During the STS movement, surface electromyographic signals (EMG) of rectus femoris (RF), vastus lateralis (VL), and gastrocnemius lateralis (GL) muscles were bilaterally recorded and analyzed to evaluate any potential functional asymmetry between both lower limbs. For each muscle, dry surface electrode (Delsys DE 2.1, Delsys Inc, Boston, USA; 1-cm interelectrode distance) was attached on the skin. Before electrode application, the skin was shaved and cleaned with alcohol to minimize impedance. Electrodes were placed on the muscle bellies, longitudinally with respect to the underlying muscle fibers arrangement and were located according to the recommendations of SENIAM (surface EMG or non-invasive assessment of muscles) [28]. The wires connected to the electrodes were well secured with adhesive tape. EMG signals were amplified (1000×) and digitized (6–450 Hz bandwidth) at a sampling rate of 2 kHz (Delsys Myomonitor IV, Delsys Inc., Boston, USA), and stored on a computer.

Surface EMG signals were processed offline with custom-built Matlab scripts (R2008b, The Mathworks, Natick, Massachussetts, USA). First, EMG signals were band-pass filtered (10–450 Hz, 4th order Butterworth filter) to ensure that the signals were free of any potential artifacts induced by muscle vibrations contained in low frequencies [29]. Then, the linear envelop of the rectified EMG signals was calculated by using a zero lag low-pass filter (10 Hz, 4th order Butterworth filter). EMG profiles were normalized by their respective maximum value obtained during the STS movement, thereby obtaining values of relative activation between 0 and 1. EMG results were presented by mean muscle activation into each STS phase.

Sit-to-stand phases

An electronic goniometer was placed on the knee joint (Delsys Inc, Boston, USA, full range of ±180°, precision of ±0.5°) to verify initial condition respect. Goniometer was synchronized with the EMG measurements and allowed determining the seat-off phase and the end of the movement. STS movement has been splitted into two phases: 1/the first one is an isometric lower limb phase (T ISO) (i.e., lower limbs did not move) corresponding to the time interval between the initiation of STS (i.e., relief phase) and the seat-off; 2/the second phase is a dynamic phase (T DYN), during which lower limbs are actually in movement, that begins from the seat-off until the end of movement (i.e., stand up position). The dynamic phase can be divided in three consecutive time periods (Fig. 1b), defined relatively to the GRF signal. The period 1 corresponded to the time between the beginning of dynamic phase and F Peak (T DYN1). Then, the period 2 ran from F Peak to the relief peak (T DYN2).
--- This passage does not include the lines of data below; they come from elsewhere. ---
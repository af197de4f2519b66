//! Engine configuration, optionally persisted as TOML.
//!
//! ```toml
//! reject_cycles = false
//!
//! [layout]
//! layer_spacing = 250.0
//! row_spacing = 120.0
//!
//! [uris]
//! user_base = "https://example.org/users/"
//! concept_base = "https://example.org/concepts#"
//!
//! [scope]
//! kind = "learner"
//! id = "42"
//! ```

use std::path::Path;

use serde::{Deserialize, Serialize};

use crate::error::ConfigError;
use crate::graph::LayoutConfig;
use crate::mastery::MasteryScope;
use crate::merge::AssertionUris;

pub type ConfigResult<T> = std::result::Result<T, ConfigError>;

/// Configuration for the mastery-graph engine.
#[derive(Debug, Clone, Default, PartialEq, Serialize, Deserialize)]
#[serde(default)]
pub struct EngineConfig {
    /// Fail layouts on prerequisite cycles instead of laying them out best-effort.
    pub reject_cycles: bool,
    /// Position spacing for layouts.
    pub layout: LayoutConfig,
    /// URI bases for merged assertions.
    pub uris: AssertionUris,
    /// Whose assertions count toward the mastery set.
    pub scope: MasteryScope,
}

impl EngineConfig {
    /// Load from a TOML file. Missing fields take their defaults.
    pub fn load(path: &Path) -> ConfigResult<Self> {
        let content = std::fs::read_to_string(path).map_err(|e| ConfigError::Read {
            path: path.display().to_string(),
            source: e,
        })?;
        let config: Self = toml::from_str(&content).map_err(|e| ConfigError::Parse {
            path: path.display().to_string(),
            message: e.to_string(),
        })?;
        config.validate()?;
        Ok(config)
    }

    /// Save to a TOML file, creating parent directories.
    ///
    /// Invalid configs are rejected before anything is written.
    pub fn save(&self, path: &Path) -> ConfigResult<()> {
        self.validate()?;
        let content = toml::to_string_pretty(self).map_err(|e| ConfigError::Serialize {
            path: path.display().to_string(),
            message: e.to_string(),
        })?;
        if let Some(parent) = path.parent().filter(|p| !p.as_os_str().is_empty()) {
            std::fs::create_dir_all(parent).map_err(|e| ConfigError::Write {
                path: parent.display().to_string(),
                source: e,
            })?;
        }
        std::fs::write(path, content).map_err(|e| ConfigError::Write {
            path: path.display().to_string(),
            source: e,
        })
    }

    /// Reject spacings that would collapse or invert the layout.
    pub fn validate(&self) -> ConfigResult<()> {
        let spacings = [
            ("layout.layer_spacing", self.layout.layer_spacing),
            ("layout.row_spacing", self.layout.row_spacing),
        ];
        for (name, value) in spacings {
            if !value.is_finite() || value <= 0.0 {
                return Err(ConfigError::Invalid {
                    message: format!("{name} must be a positive number, got {value}"),
                });
            }
        }
        for (name, value) in [("layout.base_x", self.layout.base_x), ("layout.base_y", self.layout.base_y)] {
            if !value.is_finite() {
                return Err(ConfigError::Invalid {
                    message: format!("{name} must be finite, got {value}"),
                });
            }
        }
        if let MasteryScope::Learner(id) = &self.scope {
            if id.trim().is_empty() {
                return Err(ConfigError::Invalid {
                    message: "scope.id must not be empty for a learner scope".into(),
                });
            }
        }
        Ok(())
    }
}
Finally, the period 3 corresponded to the time between relief peak and stand up position (T DYN3).

These phases of STS finally correspond to (1) trunk flexion (T ISO), (2) verticalization (T DYN1 and T DYN2), and (3) stabilization (T DYN3) of the STS movement, typically referred in the literature [30, 31].

Statistical analysis

Data are presented as their mean ± SD. Skewness and Kurtosis analysis was used to verify the normality of distribution and homogeneity of variance in the datasets. Since all data followed a normal distribution, a one-way ANOVA with repeated measures was applied to determine the significant differences between the two groups (NFG vs. FG) for platform data. A one-way ANOVA was applied for EMG data. Tukey and Kramer post hoc comparisons were carried out to identify pairwise differences in muscle activation between all phases. Power analysis was estimated by using the method of averages of two independent groups [32]. Power was considered as excellent when its value ranges between 0.8 and 1, good between 0.6 and <0.8, and low for values <0.6. For all statistical procedures, significance threshold was set at p < 0.05.

Results

Force platform parameters

Whatever the considered group and force platform parameters, no significant differences were observed between data recorded on both right and left sides, meaning that there was no asymmetry considering all the subjects during STS. Consequently, parameters related to the force platforms corresponded to the combined recordings from the two force platforms (i.e., as if only one force plate was used), to determine a global dynamic force in the vertical and anteroposterior axes.

Mean platform parameters determined during STS for each group (NFG and FG) are presented in Table 2. During STS, T TOT (1.57 vs. 1.43 s) was significantly longer in FG than NFG (p < 0.05). Also, F ZPeak and F YMEAN POST were significantly (p > 0.05) greater in NFG than in FG (+7 and +38 %, respectively). Inversely, ImpZ (7.2 vs. 12.3 N kg−1 s, respectively) and ImpY POST (379.4 vs. 436.1 N kg−1 s, respectively) were found to be significantly smaller in NFG.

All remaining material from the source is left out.